Diploma #5 – What next?

For the past year and a bit, my pianistic life has largely been focussed on study for the LTCL Diploma. In order to achieve this, I have had to be very self-motivated, single-minded and utterly selfish about practice time, eschewing a social life of coffees with friends, and twin passions shopping and cooking, in order to get the work done. I have tried very hard not to let the piano impinge too much on family life by doing the bulk of my practising while husband is at work and son is at school/asleep (he’s a teenager – he sleeps late when not at school!). The work I did for the ATCL taught me how to practice productively and deeply, and I now find I can learn new music quickly, which leaves plenty of time for working on the nitty gritty of it.

The pieces which form my LTCL programme have become like old friends and in a way I can’t imagine living without them now. I remember a friend saying in the final weeks before we took our earlier Diplomas in December 2011 “I hate all my pieces now!”, but somehow, I have managed to remain in love with each one of them, for different reasons (see my earlier post on keeping repertoire fresh). I think it’s important to be deeply in love with the music you play: I recall an interview with a concert pianist during which I asked, amongst other things, why he chose certain repertoire. The answer was simple enough: “Because I love it.” (By the same token, I never force students to learn pieces they dislike, it’s entirely unproductive.)
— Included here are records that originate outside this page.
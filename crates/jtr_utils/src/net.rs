//! Local networking helpers for talking to runners on the same host.

use std::io;
use std::net::{IpAddr, Ipv4Addr, TcpListener};

/// Runners are always reached over the loopback interface.
pub const LOCALHOST: IpAddr = IpAddr::V4(Ipv4Addr::LOCALHOST);

/// Asks the OS for a currently-free port on the loopback interface.
///
/// The port is released before returning, so another process may claim it in the meantime; the
/// caller must hand it to its consumer promptly.
pub fn ephemeral_port() -> io::Result<u16> {
    let listener = TcpListener::bind((LOCALHOST, 0))?;
    let port = listener.local_addr()?.port();
    Ok(port)
}
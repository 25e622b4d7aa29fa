//! Turning a group of tests and a run configuration into a concrete runner command line.

use std::collections::BTreeMap;
use std::io;
use std::path::{Path, PathBuf};

use encoding_rs::Encoding;
use jtr_protocol::{expected_identities, TestIdentity, TestItem};
use jtr_utils::time::millis_since_epoch;

use crate::binding::{RunnerBinding, Transport};
use crate::config::RunConfig;
use crate::errors::SetupError;
use crate::SessionEnv;

pub const ARGFILE_NAME: &str = "classpath.args";

#[cfg(windows)]
const CLASSPATH_SEPARATOR: &str = ";";
#[cfg(not(windows))]
const CLASSPATH_SEPARATOR: &str = ":";

/// Everything needed to start one runner.
#[derive(Debug, Clone)]
pub struct LaunchPlan {
    pub name: String,
    /// Project the tests belong to.
    pub project: String,
    /// Project name handed to the debugger.
    pub project_name: String,
    pub java: PathBuf,
    /// JVM options, including the debug agent and the classpath argfile.
    pub vm_args: Vec<String>,
    pub main_class: String,
    /// Arguments to the runner's main class.
    pub runner_args: Vec<String>,
    pub working_directory: Option<PathBuf>,
    pub env: BTreeMap<String, String>,
    pub is_debug: bool,
    /// Port the JVM's debug agent listens on, in process mode.
    pub debug_port: Option<u16>,
    pub storage_dir: PathBuf,
    pub requested: Vec<TestIdentity>,
    pub encoding: &'static Encoding,
}

impl LaunchPlan {
    /// The full argument list for `java`.
    pub fn command_args(&self) -> Vec<String> {
        let mut args = self.vm_args.clone();
        args.push(self.main_class.clone());
        args.extend(self.runner_args.iter().cloned());
        args
    }
}

pub(crate) async fn prepare(
    binding: &RunnerBinding,
    env: &SessionEnv,
    tests: &[TestItem],
    is_debug: bool,
    config: &RunConfig,
) -> Result<LaunchPlan, SetupError> {
    if !tokio::fs::try_exists(&env.runner_jar).await.unwrap_or(false) {
        return Err(SetupError::MissingRunnerArtifact(env.runner_jar.clone()));
    }

    let project = tests
        .first()
        .map(|item| item.identity.project.clone())
        .unwrap_or_default();

    let debug_port = if is_debug && binding.transport == Transport::Stdout {
        Some(env.ports.allocate().map_err(SetupError::DebugPort)?)
    } else {
        None
    };

    let mut classpath = env
        .classpath
        .resolve(&project, tests)
        .await
        .map_err(|source| SetupError::Classpath {
            project: project.clone(),
            source,
        })?;
    classpath.push(env.runner_jar.clone());

    let storage_dir = create_storage_dir(&env.storage_root)
        .await
        .map_err(|source| SetupError::Storage {
            path: env.storage_root.clone(),
            source,
        })?;
    let argfile = storage_dir.join(ARGFILE_NAME);
    if let Err(source) = tokio::fs::write(&argfile, classpath_argfile(&classpath)).await {
        let _ = tokio::fs::remove_dir_all(&storage_dir).await;
        return Err(SetupError::Storage {
            path: argfile,
            source,
        });
    }

    let mut vm_args = config.vm_args.clone();
    if let Some(port) = debug_port {
        vm_args.push(format!(
            "-agentlib:jdwp=transport=dt_socket,server=y,suspend=y,address={port}"
        ));
    }
    vm_args.push(format!("@{}", argfile.display()));

    let mut runner_args = vec![binding.selector.to_owned()];
    runner_args.extend(tests.iter().map(|item| item.identity.full_name()));
    runner_args.extend(config.args.iter().cloned());

    let name = if config.name.is_empty() {
        binding.debug_session_name()
    } else {
        config.name.clone()
    };

    let plan = LaunchPlan {
        name,
        project_name: config
            .project_name
            .clone()
            .unwrap_or_else(|| project.clone()),
        project,
        java: env.java_home.join("bin").join("java"),
        vm_args,
        main_class: env.runner_main_class.clone(),
        runner_args,
        working_directory: config.working_directory.clone(),
        env: config.env.clone(),
        is_debug,
        debug_port,
        storage_dir,
        requested: expected_identities(tests),
        encoding: config.output_encoding(),
    };
    tracing::debug!(args = ?plan.command_args(), "prepared runner launch");
    Ok(plan)
}

/// Creates a fresh `<root>/<millis since epoch>` directory.
async fn create_storage_dir(root: &Path) -> io::Result<PathBuf> {
    tokio::fs::create_dir_all(root).await?;
    let mut stamp = millis_since_epoch();
    loop {
        let dir = root.join(stamp.to_string());
        match tokio::fs::create_dir(&dir).await {
            Ok(()) => return Ok(dir),
            // Another session claimed this millisecond.
            Err(e) if e.kind() == io::ErrorKind::AlreadyExists => stamp += 1,
            Err(e) => return Err(e),
        }
    }
}

/// A `java @argfile` holding the classpath. Quoted, since paths may contain spaces.
fn classpath_argfile(classpath: &[PathBuf]) -> String {
    let joined = classpath
        .iter()
        .map(|entry| entry.display().to_string())
        .collect::<Vec<_>>()
        .join(CLASSPATH_SEPARATOR);
    let escaped = joined.replace('\\', "\\\\").replace('"', "\\\"");
    format!("-cp\n\"{escaped}\"\n")
}

/// Points the runner at `port`: the value after the last `-port` is replaced, or `-port <port>`
/// is appended when there is none.
pub(crate) fn set_port_arg(args: &mut Vec<String>, port: u16) {
    match args.iter().rposition(|arg| arg == "-port") {
        Some(i) if i + 1 < args.len() => args[i + 1] = port.to_string(),
        _ => {
            args.push("-port".to_owned());
            args.push(port.to_string());
        }
    }
}
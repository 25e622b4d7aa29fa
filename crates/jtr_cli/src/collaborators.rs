//! Host-side implementations of what a session needs from its surroundings.

use std::collections::BTreeMap;
use std::path::PathBuf;
use std::process::Stdio;

use async_trait::async_trait;
use jtr_protocol::TestItem;
use jtr_runner::{
    AttachRequest, BoxError, ClasspathResolver, Debugger, LaunchRequest, LaunchedSession, Notifier,
};
use jtr_utils::{net, process_tree, terminate_notify};
use tokio::process::Command;

/// Classpaths listed in the configuration file.
pub struct ConfiguredClasspath {
    pub default: Vec<PathBuf>,
    pub projects: BTreeMap<String, Vec<PathBuf>>,
}

#[async_trait]
impl ClasspathResolver for ConfiguredClasspath {
    async fn resolve(&self, project: &str, _tests: &[TestItem]) -> Result<Vec<PathBuf>, BoxError> {
        let classpath = self.projects.get(project).unwrap_or(&self.default);
        if classpath.is_empty() {
            return Err(format!("no classpath configured for project {project:?}").into());
        }
        Ok(classpath.clone())
    }
}

pub struct StderrNotifier;

impl Notifier for StderrNotifier {
    fn info(&self, message: &str) {
        eprintln!("{message}");
    }

    fn warn(&self, message: &str) {
        eprintln!("warning: {message}");
    }
}

/// Stands in for an IDE debugger: launches runners as local processes, and tells the user where
/// to attach when a runner waits for one.
pub struct LocalDebugger;

#[async_trait]
impl Debugger for LocalDebugger {
    async fn attach(&self, request: AttachRequest) -> Result<(), BoxError> {
        eprintln!(
            "{} is waiting for a debugger on {}:{}",
            request.name, request.host, request.port
        );
        Ok(())
    }

    async fn launch(&self, request: LaunchRequest) -> Result<LaunchedSession, BoxError> {
        let mut args = vec![];
        if !request.no_debug {
            let port = net::ephemeral_port()?;
            args.push(format!(
                "-agentlib:jdwp=transport=dt_socket,server=y,suspend=y,address=127.0.0.1:{port}"
            ));
            eprintln!(
                "{} is waiting for a debugger on 127.0.0.1:{port}",
                request.name
            );
        }
        args.extend(request.command_args());

        let mut command = Command::new(&request.java);
        command
            .args(&args)
            .envs(&request.env)
            .stdin(Stdio::null())
            .stdout(Stdio::null())
            .kill_on_drop(true);
        if let Some(dir) = &request.working_directory {
            command.current_dir(dir);
        }
        process_tree::isolate_process_group(&mut command);

        let mut child = command.spawn()?;
        let pid = child.id();
        tracing::debug!(?pid, name = %request.name, "launched test runner");

        let (tx, terminated) = terminate_notify::make_pair();
        tokio::spawn(async move {
            match child.wait().await {
                Ok(status) => tracing::debug!(%status, "launched test runner exited"),
                Err(error) => tracing::warn!(%error, "failed to wait for launched test runner"),
            }
            tx.notify();
        });

        Ok(LaunchedSession {
            name: request.name,
            pid,
            terminated,
        })
    }
}
//! Latest known result of every test that has run in this process.

use std::collections::HashMap;
use std::sync::Arc;

use jtr_protocol::{ResultDetail, TestIdentity, TestResult};
use parking_lot::RwLock;

type ResultsInUri = HashMap<TestIdentity, ResultDetail>;

/// Results keyed by the source file a test lives in, then by the test itself.
///
/// Cloning gives another handle onto the same results. Only the dispatcher writes; report
/// rendering may read at any time, and sees the previous run's results until the current one
/// stores its own.
#[derive(Default, Clone)]
pub struct ResultStore {
    results: Arc<RwLock<HashMap<String, ResultsInUri>>>,
}

impl ResultStore {
    pub fn new() -> Self {
        Self::default()
    }

    /// Records `results`, replacing whatever was known about the same tests.
    pub fn store(&self, results: &[TestResult]) {
        let mut store = self.results.write();
        for result in results {
            store
                .entry(result.identity.source_uri.clone())
                .or_default()
                .insert(result.identity.clone(), result.detail.clone());
        }
    }

    pub fn get(&self, source_uri: &str, identity: &TestIdentity) -> Option<ResultDetail> {
        self.results.read().get(source_uri)?.get(identity).cloned()
    }

    /// Whether any test in `source_uri` has a result.
    pub fn has(&self, source_uri: &str) -> bool {
        self.results.read().contains_key(source_uri)
    }

    pub fn len(&self) -> usize {
        self.results.read().values().map(HashMap::len).sum()
    }

    pub fn is_empty(&self) -> bool {
        self.len() == 0
    }

    /// Forgets every result.
    pub fn dispose(&self) {
        self.results.write().clear();
    }
}
//! Dispatching requested tests to runner sessions, and keeping their results.

pub mod config;
mod dispatcher;
mod pre_launch;
pub mod store;

pub use config::{
    select_run_config, ConfigError, ConfigSelection, RunConfigSet, StaticConfigResolver,
};
pub use dispatcher::{DispatchError, Dispatcher, RunOutcome};
pub use store::ResultStore;
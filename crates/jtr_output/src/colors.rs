/// Escape sequences to wrap highlighted output in. [ColorProvider::CMD] spells them out, for
/// snapshot tests.
pub struct ColorProvider {
    pub green_bold: &'static str,
    pub red_bold: &'static str,
    pub yellow_bold: &'static str,
    pub bold: &'static str,
    pub reset: &'static str,
}

impl ColorProvider {
    pub const ANSI: Self = Self {
        green_bold: "\x1B[32;1m",
        red_bold: "\x1B[31;1m",
        yellow_bold: "\x1B[33;1m",
        bold: "\x1B[1m",
        reset: "\x1B[0m",
    };

    pub const NOCOLOR: Self = Self {
        green_bold: "",
        red_bold: "",
        yellow_bold: "",
        bold: "",
        reset: "",
    };

    pub const CMD: Self = Self {
        green_bold: "<green-bold>",
        red_bold: "<red-bold>",
        yellow_bold: "<yellow-bold>",
        bold: "<bold>",
        reset: "<reset>",
    };

    pub fn new(use_color: bool) -> &'static Self {
        if use_color {
            &Self::ANSI
        } else {
            &Self::NOCOLOR
        }
    }
}
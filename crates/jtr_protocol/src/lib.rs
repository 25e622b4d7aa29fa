//! The result model shared by every jtr crate, and the decoders that turn a test runner's
//! streamed output into it.

pub mod decode;
pub mod model;

pub use decode::{DecodeError, Decoder, DecoderOptions, Dialect};
pub use model::{
    expected_identities, ProgressEvent, ProgressSender, ResultDetail, ResultStatus, TestIdentity,
    TestItem, TestKind, TestLevel, TestResult,
};
use encoding_rs::Encoding;

/// Reassembles complete lines from arbitrarily-chunked runner output.
///
/// Lines end at `\n`, with an optional preceding `\r`. Text is only decoded once a line is
/// complete, so characters split across chunk boundaries survive.
pub struct LineBuffer {
    pending: Vec<u8>,
    encoding: &'static Encoding,
}

impl LineBuffer {
    pub fn new(encoding: &'static Encoding) -> Self {
        Self {
            pending: Vec::new(),
            encoding,
        }
    }

    /// Appends `chunk` and returns every line it completed, in order.
    pub fn push(&mut self, chunk: &[u8]) -> Vec<String> {
        // Only the new bytes can contain a terminator we haven't seen yet.
        let search_from = self.pending.len();
        self.pending.extend_from_slice(chunk);

        let mut lines = Vec::new();
        let mut line_start = 0;
        let mut cursor = search_from;
        while let Some(offset) = find_newline(&self.pending[cursor..]) {
            let line_end = cursor + offset;
            lines.push(self.decode(&self.pending[line_start..line_end]));
            line_start = line_end + 1;
            cursor = line_start;
        }
        self.pending.drain(..line_start);
        lines
    }

    /// Takes whatever partial line is left, treating it as complete.
    pub fn finish(&mut self) -> Option<String> {
        if self.pending.is_empty() {
            return None;
        }
        let rest = std::mem::take(&mut self.pending);
        Some(self.decode(&rest))
    }

    pub fn has_pending(&self) -> bool {
        !self.pending.is_empty()
    }

    fn decode(&self, mut line: &[u8]) -> String {
        if let [rest @ .., b'\r'] = line {
            line = rest;
        }
        let (text, had_errors) = self.encoding.decode_without_bom_handling(line);
        if had_errors {
            tracing::debug!(
                encoding = self.encoding.name(),
                "replaced malformed bytes in runner output"
            );
        }
        text.into_owned()
    }
}

fn find_newline(haystack: &[u8]) -> Option<usize> {
    haystack.iter().position(|&b| b == b'\n')
}
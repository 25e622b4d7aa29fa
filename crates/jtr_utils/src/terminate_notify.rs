//! One-shot notification that a launched session has terminated.

use std::{future::Future, pin::Pin, task};

use tokio::sync::oneshot::{self, error::TryRecvError, Receiver, Sender};

pub struct TerminateTx(Sender<()>);

impl TerminateTx {
    /// Announces termination. If nobody is listening any more, there is nothing to do.
    pub fn notify(self) {
        let _ = self.0.send(());
    }
}

/// Resolves once the paired [TerminateTx] notifies, or is dropped.
///
/// A dropped sender counts as termination: whoever owned the session can no longer report on
/// it, so waiting on it forever would leak the listener.
pub struct TerminateRx {
    rx: Receiver<()>,
    done: bool,
}

impl Future for TerminateRx {
    type Output = ();

    fn poll(mut self: Pin<&mut Self>, cx: &mut task::Context<'_>) -> task::Poll<()> {
        if self.done {
            return task::Poll::Ready(());
        }
        let polled = Pin::new(&mut self.rx).poll(cx);
        if polled.is_ready() {
            self.done = true;
        }
        polled.map(|_| ())
    }
}

impl TerminateRx {
    pub fn is_terminated(&mut self) -> bool {
        if !self.done && !matches!(self.rx.try_recv(), Err(TryRecvError::Empty)) {
            self.done = true;
        }
        self.done
    }
}

pub fn make_pair() -> (TerminateTx, TerminateRx) {
    let (tx, rx) = oneshot::channel();
    (TerminateTx(tx), TerminateRx { rx, done: false })
}
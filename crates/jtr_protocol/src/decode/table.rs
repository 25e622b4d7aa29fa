use std::collections::{HashMap, HashSet};

use crate::model::{
    ProgressEvent, ProgressSender, ResultDetail, ResultStatus, TestIdentity, TestResult,
};

/// Per-test state accumulated while a runner reports, correlated back to the requested tests.
pub struct ResultTable {
    project: String,
    requested: Vec<TestIdentity>,
    /// Same identities as `requested`, for lookup of the requested form (with its source URI).
    requested_set: HashSet<TestIdentity>,
    entries: HashMap<TestIdentity, ResultDetail>,
    /// Identities in the order the runner first mentioned them.
    order: Vec<TestIdentity>,
    progress: Option<ProgressSender>,
}

impl ResultTable {
    pub fn new(
        project: impl Into<String>,
        requested: Vec<TestIdentity>,
        progress: Option<ProgressSender>,
    ) -> Self {
        let mut requested_set = HashSet::with_capacity(requested.len());
        let requested = requested
            .into_iter()
            .filter(|identity| requested_set.insert(identity.clone()))
            .collect();
        Self {
            project: project.into(),
            requested,
            requested_set,
            entries: HashMap::new(),
            order: Vec::new(),
            progress,
        }
    }

    pub fn project(&self) -> &str {
        &self.project
    }

    /// The identity for `container`/`method` in this table's project, carrying the source URI
    /// of the matching requested test if there is one.
    pub fn identity(&self, container: &str, method: &str) -> TestIdentity {
        let probe = TestIdentity::new(self.project.as_str(), container, method);
        match self.requested_set.get(&probe) {
            Some(requested) => requested.clone(),
            None => probe,
        }
    }

    pub fn identity_from_full_name(&self, full_name: &str) -> TestIdentity {
        let parsed = TestIdentity::from_full_name(self.project.as_str(), full_name);
        self.identity(&parsed.container, &parsed.method)
    }

    /// Records that `identity` started, discarding anything previously recorded for it.
    pub fn start(&mut self, identity: &TestIdentity) {
        *self.entry(identity) = ResultDetail::default();
        self.emit(ProgressEvent::Started(identity.clone()));
    }

    /// The detail recorded for `identity`, created as `Running` if the runner never started it.
    pub fn entry(&mut self, identity: &TestIdentity) -> &mut ResultDetail {
        if !self.entries.contains_key(identity) {
            self.order.push(identity.clone());
        }
        self.entries.entry(identity.clone()).or_default()
    }

    pub fn get(&self, identity: &TestIdentity) -> Option<&ResultDetail> {
        self.entries.get(identity)
    }

    /// Announces the current status of `identity`, if it has reached one.
    pub fn finished(&self, identity: &TestIdentity) {
        if let Some(detail) = self.entries.get(identity) {
            if detail.status.is_terminal() {
                self.emit(ProgressEvent::Finished(identity.clone(), detail.status));
            }
        }
    }

    pub fn failure(&self, identity: &TestIdentity, message: impl Into<String>) {
        let location = Some(identity.source_uri.clone()).filter(|uri| !uri.is_empty());
        self.emit(ProgressEvent::Failure {
            identity: identity.clone(),
            message: message.into(),
            location,
        });
    }

    fn emit(&self, event: ProgressEvent) {
        if let Some(progress) = &self.progress {
            // The listener going away doesn't change what the run produces.
            let _ = progress.send(event);
        }
    }

    /// Produces the final result set.
    ///
    /// Requested tests come first, in request order, followed by anything else the runner
    /// reported. Tests without a terminal status are `Skipped`. A requested container that the
    /// runner only reported methods of is represented by those methods.
    pub fn finalize(mut self, was_cancelled: bool, processed_any: bool) -> Vec<TestResult> {
        if was_cancelled && !processed_any {
            return Vec::new();
        }

        let reported_containers: HashSet<String> = self
            .order
            .iter()
            .filter(|identity| !identity.is_container())
            .map(|identity| identity.container.clone())
            .collect();

        let mut results = Vec::with_capacity(self.requested.len().max(self.order.len()));
        for identity in std::mem::take(&mut self.requested) {
            let detail = match self.entries.remove(&identity) {
                Some(detail) => detail,
                None if identity.is_container()
                    && reported_containers.contains(&identity.container) =>
                {
                    continue
                }
                None => ResultDetail::default(),
            };
            results.push(self.finalized(identity, detail));
        }

        for identity in std::mem::take(&mut self.order) {
            if let Some(detail) = self.entries.remove(&identity) {
                results.push(self.finalized(identity, detail));
            }
        }

        results
    }

    fn finalized(&self, identity: TestIdentity, mut detail: ResultDetail) -> TestResult {
        if !detail.status.is_terminal() {
            detail.status = ResultStatus::Skipped;
            self.emit(ProgressEvent::Finished(identity.clone(), ResultStatus::Skipped));
        }
        TestResult { identity, detail }
    }
}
While some of my Diploma pieces will be set aside after the exam (the Bach Concerto BWV974, the (very difficult) Rachmaninov Étude-Tableau in E flat Op 33 No. 7), others will be kept going to put into future recital programmes, or simply because I enjoy playing them: I have a very deep attachmment to Mozart’s Rondo K511, having lived with the work for five years now; I love the Takemitsu and have recently purchased the score of his first Rain Tree Sketch; the Liszt Sonetto del Petrarca 104 is just gorgeous, a place to go and wallow in, losing oneself in its extremes of emotion.

Lately, I’ve started to look past the Diploma date, and have begun to tackle new repertoire. In part, this was a deliberate act to prevent the Diploma pieces from going stale. I also need at least three pieces to take on my teacher’s weekend course for advanced pianists at the end of April. I’m also toying with a few other works, and thinking ahead to another concert I may give at the NPL Musical Society later in the year.

Liszt – Sonetto del Petrarca 47 “Blessed is the Day”. I’ve learnt the other two from the triptych, so it seems logical to add the first one. This is perhaps the most gentle and uplifting of the three – and the easiest. (More on Liszt’s ‘Petrarch Sonnets’ here)

Liszt – Legende S.175, No. 2. St. Francis of Paola Walking on the Water. I heard Marc-André Hamelin performed this at a late Prom during the 2011 season and was instantly hooked. I love the rolling “waves” in the left hand arpeggios and the hymn-like melody which rings out above them. This will be a long-term project.

Schubert – Klavierstück D946/3. I learnt this in a fairly organised way about 4 years ago (along with the other two) and then dropped it. Returning to it has been interesting: I was surprised at how much I remembered. It has one of the most beautiful and heartbreaking trios of all of Schubert’s piano music.

Rachmaninov – Serenade in B flat, Op 3: Rachmaninov was, like Liszt, a composer I thought I’d never play, because of the difficulty of his music, and the physical demands it places on the pianist. However, my experience with the Études-Tableaux proved that I can play his music. I found this moody little Serenade by accident while browsing a wonderful album on Spotify of Rachmaninov playing his own music.

Copland – ‘Muted & Sensuous’ from Four Piano Blues. I first came across this in a concert I reviewed by Peter Jablonski, and made a mental note to add it to my “to do” list. I like the colourful harmonies (for all the fellow grapheme synaesthetes out there, this pieces is mostly blue, deep red, dark green, pink and mauve, with occasional sea green).

Messiaen – Regard de l’etoile. I wanted to learn more of the ‘Vingt Regards’, but I didn’t want the challenge of one of the longer/more complex pieces. This is only 2 pages long with repeating sections: that is not to say it is “easy”!

Barber – Excursions. A friend of mine flagged up this suite of four pieces by Samuel Barber. I love the references to American folk music and jazz.

Adams – China Gates. This will be a labour of love and a long-term project, I think. My first serious foray into minimalist music.

Scarlatti – Sonata in B minor, K27. A Grade 8 candidate played this to me last winter, and then I heard Evgeny Sudbin perform it at the Wigmore earlier this year. It’s rather arresting. And I felt like learning some more Baroque keyboard music – but not by Bach!

Listen to the pieces on Spotify here


  1. You forgot about your other project – The Teddington Piano Festival!

    Nice choice of repertoire you have picked for post-Diploma work.